> [Task details]:
Look through the listing for the string "headers" and copy out every line that holds it.
[Input records Boundary: Start]
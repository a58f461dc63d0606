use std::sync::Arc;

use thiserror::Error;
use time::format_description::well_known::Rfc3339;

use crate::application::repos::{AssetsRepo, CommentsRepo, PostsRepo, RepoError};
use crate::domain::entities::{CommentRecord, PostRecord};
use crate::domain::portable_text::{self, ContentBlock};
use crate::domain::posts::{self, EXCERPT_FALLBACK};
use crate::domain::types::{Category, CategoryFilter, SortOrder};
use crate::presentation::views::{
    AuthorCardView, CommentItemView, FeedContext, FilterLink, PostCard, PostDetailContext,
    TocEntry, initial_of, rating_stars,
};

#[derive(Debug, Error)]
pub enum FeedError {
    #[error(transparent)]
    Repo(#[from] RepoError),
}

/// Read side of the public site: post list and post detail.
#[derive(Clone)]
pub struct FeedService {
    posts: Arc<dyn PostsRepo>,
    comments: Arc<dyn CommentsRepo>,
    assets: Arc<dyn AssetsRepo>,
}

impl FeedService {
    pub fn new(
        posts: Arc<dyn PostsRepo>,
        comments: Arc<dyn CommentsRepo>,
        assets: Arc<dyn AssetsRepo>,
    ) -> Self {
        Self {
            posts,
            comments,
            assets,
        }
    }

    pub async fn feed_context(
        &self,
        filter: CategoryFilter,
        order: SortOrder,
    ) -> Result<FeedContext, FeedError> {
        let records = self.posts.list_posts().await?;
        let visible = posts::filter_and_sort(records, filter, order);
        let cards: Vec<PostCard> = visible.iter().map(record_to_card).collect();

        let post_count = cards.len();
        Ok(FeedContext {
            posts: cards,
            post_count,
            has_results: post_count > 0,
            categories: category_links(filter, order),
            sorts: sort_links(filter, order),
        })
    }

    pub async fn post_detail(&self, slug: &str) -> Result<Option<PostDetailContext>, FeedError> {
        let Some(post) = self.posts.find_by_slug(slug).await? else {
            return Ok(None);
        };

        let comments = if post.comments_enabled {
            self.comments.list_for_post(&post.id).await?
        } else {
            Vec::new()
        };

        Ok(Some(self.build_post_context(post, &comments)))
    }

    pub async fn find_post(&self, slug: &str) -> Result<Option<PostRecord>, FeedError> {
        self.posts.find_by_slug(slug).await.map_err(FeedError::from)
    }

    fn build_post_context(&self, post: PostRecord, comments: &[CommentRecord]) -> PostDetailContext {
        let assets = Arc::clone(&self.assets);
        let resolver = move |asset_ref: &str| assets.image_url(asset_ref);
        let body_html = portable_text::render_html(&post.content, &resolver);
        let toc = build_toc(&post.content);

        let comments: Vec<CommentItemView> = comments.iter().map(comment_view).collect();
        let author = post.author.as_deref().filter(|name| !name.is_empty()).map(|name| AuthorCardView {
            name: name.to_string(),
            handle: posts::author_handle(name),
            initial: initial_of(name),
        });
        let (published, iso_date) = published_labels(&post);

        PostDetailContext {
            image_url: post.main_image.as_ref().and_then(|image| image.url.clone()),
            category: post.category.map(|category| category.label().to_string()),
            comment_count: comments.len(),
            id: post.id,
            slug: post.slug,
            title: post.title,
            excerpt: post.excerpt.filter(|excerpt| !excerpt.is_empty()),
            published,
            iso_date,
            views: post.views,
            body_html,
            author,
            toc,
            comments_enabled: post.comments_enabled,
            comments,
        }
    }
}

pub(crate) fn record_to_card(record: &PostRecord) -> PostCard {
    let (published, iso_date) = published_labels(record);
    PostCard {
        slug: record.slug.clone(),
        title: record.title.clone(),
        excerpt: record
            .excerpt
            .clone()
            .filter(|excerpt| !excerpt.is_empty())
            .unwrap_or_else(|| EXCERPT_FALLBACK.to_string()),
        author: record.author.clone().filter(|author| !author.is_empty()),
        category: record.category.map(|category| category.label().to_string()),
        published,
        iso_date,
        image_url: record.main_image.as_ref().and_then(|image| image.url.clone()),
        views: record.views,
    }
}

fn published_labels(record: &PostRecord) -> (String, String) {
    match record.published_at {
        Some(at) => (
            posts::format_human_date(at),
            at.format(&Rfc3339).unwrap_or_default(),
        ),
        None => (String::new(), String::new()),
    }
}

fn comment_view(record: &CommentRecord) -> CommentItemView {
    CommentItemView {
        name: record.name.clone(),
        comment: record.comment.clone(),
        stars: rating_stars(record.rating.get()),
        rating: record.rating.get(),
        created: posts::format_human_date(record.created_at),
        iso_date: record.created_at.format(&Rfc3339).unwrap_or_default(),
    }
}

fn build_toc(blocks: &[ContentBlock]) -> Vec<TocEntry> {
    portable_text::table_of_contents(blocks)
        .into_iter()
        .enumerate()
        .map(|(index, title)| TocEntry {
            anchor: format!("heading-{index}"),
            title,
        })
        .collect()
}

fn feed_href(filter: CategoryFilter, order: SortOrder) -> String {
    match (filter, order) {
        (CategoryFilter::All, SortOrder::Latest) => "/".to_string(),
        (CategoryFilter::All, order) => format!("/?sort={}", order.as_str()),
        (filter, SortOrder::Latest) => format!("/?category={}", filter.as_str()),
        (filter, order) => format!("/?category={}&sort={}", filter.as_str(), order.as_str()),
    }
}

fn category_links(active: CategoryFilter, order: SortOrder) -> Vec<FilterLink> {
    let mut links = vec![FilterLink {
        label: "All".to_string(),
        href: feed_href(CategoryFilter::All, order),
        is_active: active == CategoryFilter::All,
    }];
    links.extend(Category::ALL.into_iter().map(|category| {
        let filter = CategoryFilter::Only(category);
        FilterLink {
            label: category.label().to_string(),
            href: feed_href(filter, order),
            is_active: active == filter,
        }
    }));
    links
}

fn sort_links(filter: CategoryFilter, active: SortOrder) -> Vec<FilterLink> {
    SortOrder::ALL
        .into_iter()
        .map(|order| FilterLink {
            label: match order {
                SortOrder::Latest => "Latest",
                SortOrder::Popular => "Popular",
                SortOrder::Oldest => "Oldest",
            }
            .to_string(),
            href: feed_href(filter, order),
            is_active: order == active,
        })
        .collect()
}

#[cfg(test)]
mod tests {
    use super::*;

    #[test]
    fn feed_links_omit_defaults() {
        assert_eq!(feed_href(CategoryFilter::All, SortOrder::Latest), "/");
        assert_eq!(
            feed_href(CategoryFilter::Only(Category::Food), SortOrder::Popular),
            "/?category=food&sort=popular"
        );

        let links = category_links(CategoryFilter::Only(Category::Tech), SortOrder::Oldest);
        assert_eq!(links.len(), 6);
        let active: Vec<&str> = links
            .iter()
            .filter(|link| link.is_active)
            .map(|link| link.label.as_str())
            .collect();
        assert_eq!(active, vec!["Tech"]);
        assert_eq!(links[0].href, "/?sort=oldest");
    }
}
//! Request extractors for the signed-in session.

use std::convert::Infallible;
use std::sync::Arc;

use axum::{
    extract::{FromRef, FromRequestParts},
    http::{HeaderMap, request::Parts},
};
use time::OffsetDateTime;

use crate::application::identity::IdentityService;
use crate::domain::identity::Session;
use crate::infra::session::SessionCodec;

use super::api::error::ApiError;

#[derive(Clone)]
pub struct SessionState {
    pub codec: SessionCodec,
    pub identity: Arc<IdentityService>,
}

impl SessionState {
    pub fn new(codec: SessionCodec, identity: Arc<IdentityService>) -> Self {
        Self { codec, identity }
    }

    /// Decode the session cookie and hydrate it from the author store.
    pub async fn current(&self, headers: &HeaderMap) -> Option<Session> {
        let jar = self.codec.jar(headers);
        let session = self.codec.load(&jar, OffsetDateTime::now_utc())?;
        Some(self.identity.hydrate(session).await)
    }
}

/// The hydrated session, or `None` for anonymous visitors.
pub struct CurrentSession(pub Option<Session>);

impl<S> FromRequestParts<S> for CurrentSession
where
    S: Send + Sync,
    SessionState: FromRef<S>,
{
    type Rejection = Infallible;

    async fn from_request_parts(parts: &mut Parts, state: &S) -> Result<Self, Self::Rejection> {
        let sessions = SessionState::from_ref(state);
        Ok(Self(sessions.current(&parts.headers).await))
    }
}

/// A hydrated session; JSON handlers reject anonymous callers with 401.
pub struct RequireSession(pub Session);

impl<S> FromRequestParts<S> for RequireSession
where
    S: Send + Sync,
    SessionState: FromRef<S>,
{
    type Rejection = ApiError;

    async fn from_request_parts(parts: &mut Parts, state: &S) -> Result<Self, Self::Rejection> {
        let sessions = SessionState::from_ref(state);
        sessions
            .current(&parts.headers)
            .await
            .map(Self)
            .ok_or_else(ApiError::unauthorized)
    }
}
[Input records Boundary: End]
> [Completed exercise]:
    pub async fn current(&self, headers: &HeaderMap) -> Option<Session> {
        let jar = self.codec.jar(headers);
        Ok(Self(sessions.current(&parts.headers).await))
            .current(&parts.headers)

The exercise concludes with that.